Surgery is the not the only treatment for cataracts. Your doctor may only consider cataract surgery for you if nonsurgical options have not been effective. Ask your doctor about all of your treatment options and consider getting a second opinion before deciding on cataract surgery.

Who performs cataract surgery?

An ophthalmologist will perform your cataract surgery. An ophthalmologist is a doctor with specialized training in diseases, conditions and surgery of the eye.

How is cataract surgery performed?

All cataract surgery involves an incision in the side of your cornea. Your cornea is the clear dome that covers the front of your eye. There are, however, different approaches to the surgery that your doctor may choose. Ophthalmologists perform cataract surgery in hospitals and outpatient surgery settings.

Surgical approaches to cataract surgery

Small incision cataract surgery, also known as phacoemulsification or phaco, is the most common form of cataract surgery. It uses a small incision in the side of your cornea and a tiny ultrasound probe to soften and break up your lens. Your doctor removes your lens with suction through the small incision. The intraocular lens (IOL) implant is inserted through the same small incision.

Extracapsular cataract surgery uses a slightly longer incision in the side of your cornea. Your doctor removes your lens in one piece and inserts your IOL through this incision.

Your doctor may or may not use stitches or sutures to close your incision. If your doctor uses sutures, they may need to be removed at a future visit.

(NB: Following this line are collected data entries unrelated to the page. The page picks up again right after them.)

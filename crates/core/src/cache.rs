//! Read-through result caching.
//!
//! `ResultCache` sits between the read path and the query source.
//! A hit returns the deserialized payload without touching the
//! executor; a miss runs the executor, stores the materialized result
//! under the spec's fingerprint with the entity's tag scope, and
//! returns it. A failing backend degrades to direct execution: cache
//! trouble must never turn into a data-retrieval failure.

use std::sync::Arc;
use std::time::Duration;

use serde::Serialize;
use serde::de::DeserializeOwned;

use crate::error::FetchError;
use crate::registry::EntityRegistry;
use crate::spec::QuerySpec;
use crate::spec::fingerprint::fingerprint;
use crate::store::CacheStore;

/// Read-through cache over an external query source.
pub struct ResultCache {
    store: Arc<dyn CacheStore>,
    registry: Arc<EntityRegistry>,
}

impl ResultCache {
    pub fn new(store: Arc<dyn CacheStore>, registry: Arc<EntityRegistry>) -> Self {
        Self { store, registry }
    }

    /// Fetch the result for `spec`, executing `exec` only on a miss.
    ///
    /// TTL resolves to the entity's configured duration, falling back
    /// to the global default.
    pub fn fetch<T, E, F>(&self, spec: &QuerySpec, exec: F) -> Result<T, FetchError<E>>
    where
        T: Serialize + DeserializeOwned,
        E: std::error::Error,
        F: FnOnce() -> Result<T, E>,
    {
        self.fetch_with_ttl(spec, None, exec)
    }

    /// Like [`ResultCache::fetch`], with a per-call TTL override.
    pub fn fetch_with_ttl<T, E, F>(
        &self,
        spec: &QuerySpec,
        ttl_override: Option<Duration>,
        exec: F,
    ) -> Result<T, FetchError<E>>
    where
        T: Serialize + DeserializeOwned,
        E: std::error::Error,
        F: FnOnce() -> Result<T, E>,
    {
        let entity = spec.entity();
        let prefix = self.registry.prefix_for(entity)?;
        let key = fingerprint(spec, &prefix);

        // A read failure means the backend is in trouble; skip the
        // store on this call rather than failing twice.
        let mut backend_degraded = false;
        match self.store.get(&key) {
            Ok(Some(payload)) => match serde_json::from_slice(&payload) {
                Ok(value) => {
                    tracing::debug!(entity, key = %key, "cache hit");
                    return Ok(value);
                }
                Err(e) => {
                    tracing::warn!(entity, key = %key, error = %e, "cached payload undecodable; treating as miss");
                }
            },
            Ok(None) => {
                tracing::debug!(entity, key = %key, "cache miss");
            }
            Err(e) => {
                backend_degraded = true;
                tracing::warn!(entity, key = %key, error = %e, "cache read failed; executing query directly");
            }
        }

        let value = exec().map_err(FetchError::Source)?;

        if !backend_degraded {
            let ttl = match ttl_override {
                Some(ttl) => ttl,
                None => self.registry.ttl_for(entity)?,
            };
            let scope = self.registry.scope_for(entity)?;
            match serde_json::to_vec(&value) {
                Ok(payload) => {
                    if let Err(e) = self.store.put(&key, &payload, ttl, &scope.tags()) {
                        tracing::warn!(entity, key = %key, error = %e, "cache write failed; result served uncached");
                    }
                }
                Err(e) => {
                    tracing::warn!(entity, key = %key, error = %e, "result not serializable; skipping cache store");
                }
            }
        }

        Ok(value)
    }
}
//! Application configuration
//!
//! Configuration is loaded from:
//! 1. Default values
//! 2. Config file (~/.config/tally/config.toml)
//! 3. Environment variables (TALLY_* prefix)
//!
//! Environment variables take precedence over config file values.

use std::path::{Path, PathBuf};

use anyhow::{Context, Result};
use serde::{Deserialize, Serialize};

use crate::metrics::DEFAULT_GOAL_DAYS;

/// Environment variable prefix
const ENV_PREFIX: &str = "TALLY";

/// Application configuration
#[derive(Debug, Clone, Serialize, Deserialize, PartialEq)]
pub struct Config {
    /// Directory for data storage (habits.json)
    #[serde(default = "default_data_dir")]
    pub data_dir: PathBuf,

    /// Remote habit list to refresh from (optional)
    #[serde(default)]
    pub source_url: Option<String>,

    /// Streak length shown as 100% goal progress
    #[serde(default = "default_goal_days")]
    pub goal_days: u32,

    /// Write logs here instead of stderr
    #[serde(default)]
    pub log_file: Option<PathBuf>,
}

impl Default for Config {
    fn default() -> Self {
        Self {
            data_dir: default_data_dir(),
            source_url: None,
            goal_days: DEFAULT_GOAL_DAYS,
            log_file: None,
        }
    }
}

impl Config {
    /// Load configuration from default location and environment
    ///
    /// Order of precedence (highest to lowest):
    /// 1. Environment variables (TALLY_DATA_DIR, TALLY_SOURCE_URL, TALLY_GOAL_DAYS, TALLY_LOG_FILE)
    /// 2. Config file (~/.config/tally/config.toml or TALLY_CONFIG)
    /// 3. Default values
    pub fn load() -> Result<Self> {
        Self::load_from_path(&Self::config_file_path())
    }

    /// Load configuration, preferring a path given on the command line
    pub fn load_with_cli_override(path: Option<&PathBuf>) -> Result<Self> {
        match path {
            Some(path) => Self::load_from_path(path),
            None => Self::load(),
        }
    }

    /// Load configuration from a specific path
    ///
    /// Environment variables are still applied as overrides.
    /// If the file doesn't exist, defaults are used.
    pub fn load_from_path(path: &Path) -> Result<Self> {
        let mut config = if path.exists() {
            let content = std::fs::read_to_string(path)
                .with_context(|| format!("Failed to read config file: {:?}", path))?;
            toml::from_str(&content)
                .with_context(|| format!("Failed to parse config file: {:?}", path))?
        } else {
            Self::default()
        };

        config.apply_env_overrides()?;
        Ok(config)
    }

    /// Load configuration from a TOML string (useful for testing)
    pub fn load_from_str(toml_content: &str) -> Result<Self> {
        let mut config: Config =
            toml::from_str(toml_content).context("Failed to parse config TOML")?;
        config.apply_env_overrides()?;
        Ok(config)
    }

    /// Apply environment variable overrides
    fn apply_env_overrides(&mut self) -> Result<()> {
        // TALLY_DATA_DIR
        if let Ok(val) = std::env::var(format!("{}_DATA_DIR", ENV_PREFIX)) {
            self.data_dir = PathBuf::from(val);
        }

        // TALLY_SOURCE_URL
        if let Ok(val) = std::env::var(format!("{}_SOURCE_URL", ENV_PREFIX)) {
            self.source_url = if val.is_empty() { None } else { Some(val) };
        }

        // TALLY_GOAL_DAYS
        if let Ok(val) = std::env::var(format!("{}_GOAL_DAYS", ENV_PREFIX)) {
            self.goal_days = val
                .trim()
                .parse()
                .with_context(|| format!("Invalid {}_GOAL_DAYS: {:?}", ENV_PREFIX, val))?;
        }

        // TALLY_LOG_FILE
        if let Ok(val) = std::env::var(format!("{}_LOG_FILE", ENV_PREFIX)) {
            self.log_file = if val.is_empty() {
                None
            } else {
                Some(PathBuf::from(val))
            };
        }

        Ok(())
    }

    /// Ensure data directory exists
    pub fn ensure_data_dir(&self) -> Result<()> {
        if !self.data_dir.exists() {
            std::fs::create_dir_all(&self.data_dir)
                .with_context(|| format!("Failed to create data directory: {:?}", self.data_dir))?;
        }
        Ok(())
    }

    /// Save configuration to the default file
    pub fn save(&self) -> Result<()> {
        self.save_to_path(&Self::config_file_path())
    }

    /// Save configuration to a specific file
    pub fn save_to_path(&self, config_path: &Path) -> Result<()> {
        if let Some(parent) = config_path.parent() {
            std::fs::create_dir_all(parent)
                .with_context(|| format!("Failed to create config directory: {:?}", parent))?;
        }

        let content = toml::to_string_pretty(self).context("Failed to serialize config")?;
        std::fs::write(config_path, content)
            .with_context(|| format!("Failed to write config file: {:?}", config_path))?;
        Ok(())
    }

    /// Get the config file path
    ///
    /// Can be overridden with TALLY_CONFIG environment variable
    pub fn config_file_path() -> PathBuf {
        if let Ok(path) = std::env::var(format!("{}_CONFIG", ENV_PREFIX)) {
            return PathBuf::from(path);
        }

        dirs::config_dir()
            .unwrap_or_else(|| PathBuf::from("."))
            .join("tally")
            .join("config.toml")
    }

    /// Get the path to the local habits file
    pub fn habits_path(&self) -> PathBuf {
        self.data_dir.join("habits.json")
    }
}

/// Get the default data directory
fn default_data_dir() -> PathBuf {
    dirs::data_local_dir()
        .unwrap_or_else(|| PathBuf::from("."))
        .join("tally")
}

fn default_goal_days() -> u32 {
    DEFAULT_GOAL_DAYS
}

Your doctor will determine which type of surgery is best for you and how long you need to stay in the hospital or surgical center based on your diagnosis, age, medical history, general health, and possibly your personal preference. Learn about the different cataract surgery procedures and ask why your doctor will use a particular type of procedure for you.

Types of anesthesia that may be used

Your doctor will perform cataract surgery using local or general anesthesia.

  • General anesthesia is a combination of intravenous (IV) medications and gases that put you in a deep sleep. You are unaware of the procedure and will not feel any pain.

  • Local anesthesia involves eye drops to numb the eye or injecting an anesthetic around nerves in your eye so you do not feel anything. You will likely have sedation to keep you relaxed and comfortable.

What to expect the day of your cataract

The day of your surgery, you can generally expect to:

  • Speak with a preoperative nurse. The nurse will perform an exam and ensure that all needed tests are in order. The nurse can also answer questions and will make sure you understand and sign the surgical consent.

  • Remove all clothing and jewelry and dress in a hospital gown. It is a good idea to leave all jewelry and valuables at home or with a family member. Your care team will give you blankets for modesty and warmth.

  • A surgical team member will start an IV.

  • The surgical team will monitor your vital signs and other critical body functions. This occurs throughout the procedure and your recovery until you are alert, breathing effectively, and your vital signs are stable.